The waiting game and emotional impact

Waiting for a diagnosis can be very stressful. You might feel worried, scared, or frustrated. It is important to remember that you are not alone. Many people with PI go through a similar diagnosis journey.

Talk to your doctor. Ask questions so that you understand what is happening and what you can expect. It is also very important to find support. Support groups for people with PI and their families can offer comfort and understanding.
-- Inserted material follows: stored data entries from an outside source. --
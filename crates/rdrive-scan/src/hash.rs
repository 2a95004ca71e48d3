//! Hash-level/algorithm implementations for the scanner.
//!
//! `HashLevel` controls *how much* of a file is read to produce the fast
//! change-detection fingerprint (`LocalEntry::hash`); `HashAlgorithm`
//! selects the digest. The remote-facing `LocalEntry::sha1` is always a
//! full-content SHA-1, independent of the configured level/algorithm,
//! because that is the hash the rapid-upload path and the reconciler
//! compare against remote content hashes.

use md5::{Digest, Md5};
use rdrive_core::types::{HashAlgorithm, HashLevel};
use sha1::Sha1;
use std::fs::File;
use std::io::{Read, Seek, SeekFrom};
use std::path::Path;
use twox_hash::XxHash64;

/// Fixed-size head sample for `HashLevel::Head`.
const HEAD_SAMPLE_BYTES: u64 = 64 * 1024;
/// Per-window sample size for `HashLevel::Sampled`.
const SAMPLE_WINDOW_BYTES: u64 = 16 * 1024;
/// Number of windows sampled across the file for `HashLevel::Sampled`.
const SAMPLE_WINDOW_COUNT: u64 = 8;

/// Computes `LocalEntry::hash` for a file of known `size`, per the
/// configured `level`/`algorithm`. Returns an empty vector for `None`.
pub fn compute_hash(
    path: &Path,
    size: u64,
    level: HashLevel,
    algorithm: HashAlgorithm,
) -> std::io::Result<Vec<u8>> {
    match level {
        HashLevel::None => Ok(Vec::new()),
        HashLevel::Head => {
            let mut file = File::open(path)?;
            let mut buf = vec![0u8; HEAD_SAMPLE_BYTES.min(size) as usize];
            file.read_exact(&mut buf)?;
            Ok(digest(algorithm, &[buf]))
        }
        HashLevel::Sampled => {
            let mut file = File::open(path)?;
            let mut samples = Vec::new();
            if size <= SAMPLE_WINDOW_BYTES * SAMPLE_WINDOW_COUNT {
                let mut buf = Vec::new();
                file.read_to_end(&mut buf)?;
                samples.push(buf);
            } else {
                let stride = size / SAMPLE_WINDOW_COUNT;
                for i in 0..SAMPLE_WINDOW_COUNT {
                    let offset = (i * stride).min(size.saturating_sub(SAMPLE_WINDOW_BYTES));
                    file.seek(SeekFrom::Start(offset))?;
                    let window_len = SAMPLE_WINDOW_BYTES.min(size - offset) as usize;
                    let mut buf = vec![0u8; window_len];
                    file.read_exact(&mut buf)?;
                    samples.push(buf);
                }
            }
            Ok(digest(algorithm, &samples))
        }
        HashLevel::Full => {
            let mut file = File::open(path)?;
            let mut buf = vec![0u8; 256 * 1024];
            let mut chunks = Vec::new();
            loop {
                let n = file.read(&mut buf)?;
                if n == 0 {
                    break;
                }
                chunks.push(buf[..n].to_vec());
            }
            Ok(digest(algorithm, &chunks))
        }
    }
}

fn digest(algorithm: HashAlgorithm, parts: &[Vec<u8>]) -> Vec<u8> {
    match algorithm {
        HashAlgorithm::Sha1 => {
            let mut hasher = Sha1::new();
            for p in parts {
                hasher.update(p);
            }
            hasher.finalize().to_vec()
        }
        HashAlgorithm::Md5 => {
            let mut hasher = Md5::new();
            for p in parts {
                hasher.update(p);
            }
            hasher.finalize().to_vec()
        }
        HashAlgorithm::Xxh => {
            let mut hasher = XxHash64::with_seed(0);
            for p in parts {
                std::hash::Hasher::write(&mut hasher, p);
            }
            std::hash::Hasher::finish(&hasher).to_be_bytes().to_vec()
        }
    }
}

/// Full-content SHA-1, hex-encoded — always this algorithm regardless of the
/// configured `HashAlgorithm`, since it's what the remote drive's dedup
/// protocol and the reconciler's diff compare against.
pub fn full_sha1_hex(path: &Path) -> std::io::Result<String> {
    let mut file = File::open(path)?;
    let mut hasher = Sha1::new();
    let mut buf = vec![0u8; 256 * 1024];
    loop {
        let n = file.read(&mut buf)?;
        if n == 0 {
            break;
        }
        hasher.update(&buf[..n]);
    }
    Ok(hex::encode(hasher.finalize()))
}

/// Minimal hex encoding so this crate doesn't need a dedicated `hex` dep
/// beyond what `sha1`'s output type requires.
mod hex {
    pub fn encode(bytes: impl AsRef<[u8]>) -> String {
        use std::fmt::Write;
        let mut s = String::with_capacity(bytes.as_ref().len() * 2);
        for b in bytes.as_ref() {
            write!(s, "{b:02x}").unwrap();
        }
        s
    }
}

#[cfg(test)]
mod tests {
    use super::*;
    use std::io::Write;

    fn write_temp(bytes: &[u8]) -> tempfile::NamedTempFile {
        let mut f = tempfile::NamedTempFile::new().unwrap();
        f.write_all(bytes).unwrap();
        f.flush().unwrap();
        f
    }

    #[test]
    fn none_level_is_empty() {
        let f = write_temp(b"hello");
        let h = compute_hash(f.path(), 5, HashLevel::None, HashAlgorithm::Sha1).unwrap();
        assert!(h.is_empty());
    }

    #[test]
    fn full_level_is_deterministic() {
        let f = write_temp(b"the quick brown fox");
        let a = compute_hash(f.path(), 19, HashLevel::Full, HashAlgorithm::Sha1).unwrap();
        let b = compute_hash(f.path(), 19, HashLevel::Full, HashAlgorithm::Sha1).unwrap();
        assert_eq!(a, b);
    }

    #[test]
    fn full_sha1_matches_known_vector() {
        let f = write_temp(b"hi");
        let hex = full_sha1_hex(f.path()).unwrap();
        assert_eq!(hex, "c22b5f9178342609428d6f51b2c5af4c0bde6a42");
    }

    #[test]
    fn sampled_handles_small_files_by_reading_whole_file() {
        let f = write_temp(b"tiny file, fits in one window");
        let h = compute_hash(f.path(), 30, HashLevel::Sampled, HashAlgorithm::Xxh).unwrap();
        assert!(!h.is_empty());
    }
}
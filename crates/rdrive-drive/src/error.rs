//! `DriveError`: the category set every `RemoteDrive` operation's failures
//! are mapped into.

use std::time::Duration;
use thiserror::Error;

#[derive(Debug, Error)]
pub enum DriveError {
    /// The server rejected the call due to rate limiting; `retry_after`
    /// carries the server-advised wait, when present.
    #[error("rate limited{}", .retry_after.map(|d| format!(" (retry after {d:?})")).unwrap_or_default())]
    RateLimited { retry_after: Option<Duration> },

    #[error("not found: {0}")]
    NotFound(String),

    /// Rapid-upload pre-hash matched; caller should re-issue `create_file`
    /// with the full content hash and proof code.
    #[error("pre-hash matched, full hash required")]
    PreHashMatched,

    #[error("already exists: {0}")]
    AlreadyExists(String),

    #[error("auth error: {0}")]
    Auth(String),

    #[error(transparent)]
    Other(#[from] anyhow::Error),
}

impl From<opendal::Error> for DriveError {
    fn from(e: opendal::Error) -> Self {
        use opendal::ErrorKind;
        match e.kind() {
            ErrorKind::NotFound => DriveError::NotFound(e.to_string()),
            ErrorKind::AlreadyExists => DriveError::AlreadyExists(e.to_string()),
            ErrorKind::PermissionDenied => DriveError::Auth(e.to_string()),
            ErrorKind::RateLimited => DriveError::RateLimited { retry_after: None },
            _ => DriveError::Other(anyhow::anyhow!(e)),
        }
    }
}

impl From<DriveError> for rdrive_core::RdriveError {
    fn from(e: DriveError) -> Self {
        use rdrive_core::RdriveError;
        match e {
            DriveError::RateLimited { .. } => RdriveError::RateLimited(e.to_string()),
            DriveError::NotFound(m) => RdriveError::RemoteNotFound(m),
            DriveError::PreHashMatched => RdriveError::PreHashMatched,
            DriveError::AlreadyExists(m) => RdriveError::AlreadyExists(m),
            DriveError::Auth(m) => RdriveError::AuthExpired(m),
            DriveError::Other(e) => RdriveError::Drive(e.to_string()),
        }
    }
}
What happens after diagnosis?

Getting a diagnosis of PI can be a relief. It means you finally have an answer. It also means your doctor can start to make a plan to help you. Treatment for PI often involves:^1,2,8

• Preventing and treating infections – This might mean taking special medicines or getting certain vaccines. Also, getting quick and strong treatment for infections is very important.
• Immunoglobulin replacement therapy – Some people with PI need to get regular infusions of immunoglobulin. This helps give your body the antibodies it needs to fight off germs.
• Treating the underlying condition – In rare occasions, certain treatments like stem cell transplant and gene therapy may be available for certain types of PI.

Living with PI can be challenging. But with a diagnosis and the right treatment, people with PI can live full and active lives. The journey to diagnosis may be long, but it is an important step toward better health.